(Dataset entries)
---

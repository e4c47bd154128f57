//! xmcl-edge binary entry point.
//!
//! Usage:
//! ```bash
//! xmcl-edge --config edge.toml
//! xmcl-edge --help
//! ```

use anyhow::Context;
use clap::Parser;
use std::path::PathBuf;
use std::sync::Arc;
use tokio::net::TcpListener;
use tracing::{info, warn};
use tracing_subscriber::{fmt, prelude::*, EnvFilter};
use xmcl_edge_server::cleanup::spawn_cleanup_task;
use xmcl_edge_server::config::Config;
use xmcl_edge_server::error::BackendError;
use xmcl_edge_server::http::build_router;
use xmcl_edge_server::server::{EdgeMetrics, EdgeServer};
use xmcl_edge_server::storage::{SqliteStore, TranslationStore};
use xmcl_edge_server::translation::{spawn_translation_worker, ChatBackend, TranslationPipeline};

/// Group relay and translation cache server for XMCL.
#[derive(Parser, Debug)]
#[command(name = "xmcl-edge")]
#[command(version, about, long_about = None)]
struct Args {
    /// Path to the TOML configuration file
    #[arg(long, default_value = "edge.toml")]
    config: PathBuf,
}

#[tokio::main]
async fn main() -> anyhow::Result<()> {
    tracing_subscriber::registry()
        .with(fmt::layer())
        .with(
            EnvFilter::try_from_default_env()
                .unwrap_or_else(|_| "xmcl_edge_server=debug,tower_http=debug,info".into()),
        )
        .init();

    let args = Args::parse();
    info!("xmcl-edge v{}", env!("CARGO_PKG_VERSION"));

    let config = match Config::from_file(&args.config) {
        Ok(config) => config,
        Err(e) if e.is_not_found() => {
            warn!("{} not found, using default configuration", args.config.display());
            Config::default()
        }
        Err(e) => return Err(e.into()),
    };

    let store: Arc<dyn TranslationStore> = Arc::new(
        SqliteStore::new(&config.storage.database)
            .await
            .with_context(|| format!("opening {}", config.storage.database.display()))?,
    );
    info!("Translation cache: {}", config.storage.database.display());

    let backend = match ChatBackend::from_config(&config.translation) {
        Ok(backend) => backend,
        Err(e @ BackendError::MissingApiKey(_)) => {
            warn!("{}; backend calls will be unauthenticated", e);
            ChatBackend::new(&config.translation, None)?
        }
        Err(e) => return Err(e.into()),
    };

    let metrics = Arc::new(EdgeMetrics::default());
    let (pipeline, jobs) = TranslationPipeline::new(
        store.clone(),
        metrics.clone(),
        config.translation.queue_capacity,
    );
    let worker = spawn_translation_worker(
        jobs,
        store.clone(),
        Arc::new(backend),
        config.translation.clone(),
        metrics.clone(),
    );
    let cleanup = spawn_cleanup_task(store.clone(), config.cleanup.clone());

    let bind_address = config.server.bind_address.clone();
    let server = Arc::new(EdgeServer::new(config, store, pipeline, metrics));
    let app = build_router(server);

    let listener = TcpListener::bind(&bind_address)
        .await
        .with_context(|| format!("binding {}", bind_address))?;
    info!("Listening on {}", listener.local_addr()?);

    axum::serve(listener, app)
        .with_graceful_shutdown(shutdown_signal())
        .await?;

    cleanup.abort();
    worker.abort();
    info!("Shutdown complete");
    Ok(())
}

async fn shutdown_signal() {
    if let Err(e) = tokio::signal::ctrl_c().await {
        warn!("Failed to listen for Ctrl-C: {}", e);
        std::future::pending::<()>().await;
    }
    info!("Shutdown signal received");
}
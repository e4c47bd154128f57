//! HTML splitting along top-level `<body>` children.

use scraper::{ElementRef, Html, Node};

/// Serialize each top-level child of the document body.
///
/// Elements are emitted as their outer HTML. Text nodes directly under
/// `<body>` are kept (escaped) unless they are whitespace-only. Comments are
/// dropped.
pub fn split_children(text: &str) -> Vec<String> {
    if text.trim().is_empty() {
        return Vec::new();
    }

    let document = Html::parse_document(text);
    let Some(body) = document
        .root_element()
        .children()
        .filter_map(ElementRef::wrap)
        .find(|el| el.value().name() == "body")
    else {
        return Vec::new();
    };

    body.children()
        .filter_map(|child| match child.value() {
            Node::Element(_) => ElementRef::wrap(child).map(|el| el.html()),
            Node::Text(t) if !t.trim().is_empty() => Some(escape_text(t)),
            _ => None,
        })
        .collect()
}

fn escape_text(text: &str) -> String {
    let mut out = String::with_capacity(text.len());
    for c in text.chars() {
        match c {
            '&' => out.push_str("&amp;"),
            '<' => out.push_str("&lt;"),
            '>' => out.push_str("&gt;"),
            c => out.push(c),
        }
    }
    out
}
//! Relay frame classification.
//!
//! The relay never validates payloads. It only peeks at them for two things:
//! routing metadata in JSON text frames, and the identity prefix (plus an
//! optional ping timestamp) of binary frames. Anything it cannot read is
//! forwarded untouched.

use serde::{Deserialize, Serialize, Serializer};

use crate::ClientId;

/// Length of the identity prefix carried by binary frames.
pub const IDENTITY_LEN: usize = 16;

/// Length of an identity frame followed by a big-endian `f64` timestamp.
pub const PING_LEN: usize = IDENTITY_LEN + 8;

/// A relay payload, exactly as received from a socket.
#[derive(Debug, Clone, PartialEq, Eq)]
pub enum Payload {
    /// A text frame.
    Text(String),
    /// A binary frame.
    Binary(Vec<u8>),
}

impl Payload {
    /// Size of the payload in bytes.
    pub fn len(&self) -> usize {
        match self {
            Payload::Text(text) => text.len(),
            Payload::Binary(bytes) => bytes.len(),
        }
    }

    /// Whether the payload is empty.
    pub fn is_empty(&self) -> bool {
        self.len() == 0
    }
}

/// Optional routing metadata found in JSON text frames.
///
/// Empty strings are treated as absent.
#[derive(Debug, Clone, Default, PartialEq, Eq)]
pub struct Routing {
    /// Application message type, used for logging only.
    pub kind: Option<String>,
    /// Self-declared sender id.
    pub sender: Option<String>,
    /// Intended recipient id; absent means broadcast.
    pub receiver: Option<String>,
}

/// A classified text frame.
#[derive(Debug, Clone, PartialEq, Eq)]
pub enum TextFrame {
    /// A JSON object; routing fields may still all be absent.
    Routed(Routing),
    /// Not a JSON object. Forwarded verbatim with no routing.
    Opaque,
}

impl TextFrame {
    /// Classify a text frame. Never fails: unparseable input is `Opaque`.
    pub fn parse(text: &str) -> Self {
        let Ok(serde_json::Value::Object(fields)) = serde_json::from_str(text) else {
            return TextFrame::Opaque;
        };

        let field = |name: &str| {
            fields
                .get(name)
                .and_then(serde_json::Value::as_str)
                .filter(|s| !s.is_empty())
                .map(str::to_string)
        };

        TextFrame::Routed(Routing {
            kind: field("type"),
            sender: field("sender"),
            receiver: field("receiver"),
        })
    }

    /// Routing metadata, if any.
    pub fn routing(&self) -> Option<&Routing> {
        match self {
            TextFrame::Routed(routing) => Some(routing),
            TextFrame::Opaque => None,
        }
    }
}

/// A classified binary frame.
#[derive(Debug, Clone, PartialEq)]
pub enum BinaryFrame {
    /// Fewer than 16 bytes; carries no identity.
    Short,
    /// Exactly 16 bytes: a client identity announcement.
    Identity {
        /// Identity derived from the 16 bytes.
        client_id: ClientId,
    },
    /// Identity prefix followed by a timestamp to be echoed back.
    Ping {
        /// Identity derived from the first 16 bytes.
        client_id: ClientId,
        /// Big-endian `f64` at bytes 16..24.
        timestamp: f64,
    },
    /// Identity prefix followed by fewer than 8 timestamp bytes.
    ///
    /// The identity still counts; the frame is neither answered nor relayed.
    Truncated {
        /// Identity derived from the first 16 bytes.
        client_id: ClientId,
    },
}

impl BinaryFrame {
    /// Classify a binary frame.
    pub fn parse(bytes: &[u8]) -> Self {
        let Some(client_id) = ClientId::from_identity_bytes(bytes) else {
            return BinaryFrame::Short;
        };

        if bytes.len() == IDENTITY_LEN {
            return BinaryFrame::Identity { client_id };
        }

        match bytes
            .get(IDENTITY_LEN..PING_LEN)
            .and_then(|raw| <[u8; 8]>::try_from(raw).ok())
        {
            Some(raw) => BinaryFrame::Ping {
                client_id,
                timestamp: f64::from_be_bytes(raw),
            },
            None => BinaryFrame::Truncated { client_id },
        }
    }

    /// The identity carried by this frame, if any.
    pub fn client_id(&self) -> Option<&ClientId> {
        match self {
            BinaryFrame::Short => None,
            BinaryFrame::Identity { client_id }
            | BinaryFrame::Ping { client_id, .. }
            | BinaryFrame::Truncated { client_id } => Some(client_id),
        }
    }
}

/// Reply to a binary ping, sent to the pinging socket only.
#[derive(Debug, Clone, PartialEq, Serialize, Deserialize)]
pub struct Pong {
    /// Always `"PONG"`.
    #[serde(rename = "type")]
    pub kind: String,
    /// The timestamp from the ping, echoed back.
    #[serde(serialize_with = "serialize_timestamp")]
    pub timestamp: f64,
}

impl Pong {
    /// Create a pong echoing the given timestamp.
    pub fn new(timestamp: f64) -> Self {
        Self {
            kind: "PONG".to_string(),
            timestamp,
        }
    }

    /// Serialize to the JSON text sent over the socket.
    pub fn to_json(&self) -> String {
        // Serializing a struct of a String and a number cannot fail.
        serde_json::to_string(self).unwrap_or_default()
    }
}

/// Whole-number timestamps are written as integers (`12345`, not `12345.0`),
/// matching what a JavaScript client would produce.
fn serialize_timestamp<S: Serializer>(value: &f64, serializer: S) -> Result<S::Ok, S::Error> {
    const MAX_SAFE: f64 = 9_007_199_254_740_991.0;
    if value.is_finite() && value.fract() == 0.0 && value.abs() <= MAX_SAFE {
        serializer.serialize_i64(*value as i64)
    } else {
        serializer.serialize_f64(*value)
    }
}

---

Task details » Would you copy, unchanged, the stretch of the records above that begins at the line containing "let backend = match" and ends at the line containing "store, pipeline, metrics));", and only that?

Exercise answer »
    let backend = match ChatBackend::from_config(&config.translation) {
        Ok(backend) => backend,
        Err(e @ BackendError::MissingApiKey(_)) => {
            warn!("{}; backend calls will be unauthenticated", e);
            ChatBackend::new(&config.translation, None)?
        }
        Err(e) => return Err(e.into()),
    };

    let metrics = Arc::new(EdgeMetrics::default());
    let (pipeline, jobs) = TranslationPipeline::new(
        store.clone(),
        metrics.clone(),
        config.translation.queue_capacity,
    );
    let worker = spawn_translation_worker(
        jobs,
        store.clone(),
        Arc::new(backend),
        config.translation.clone(),
        metrics.clone(),
    );
    let cleanup = spawn_cleanup_task(store.clone(), config.cleanup.clone());

    let bind_address = config.server.bind_address.clone();
    let server = Arc::new(EdgeServer::new(config, store, pipeline, metrics));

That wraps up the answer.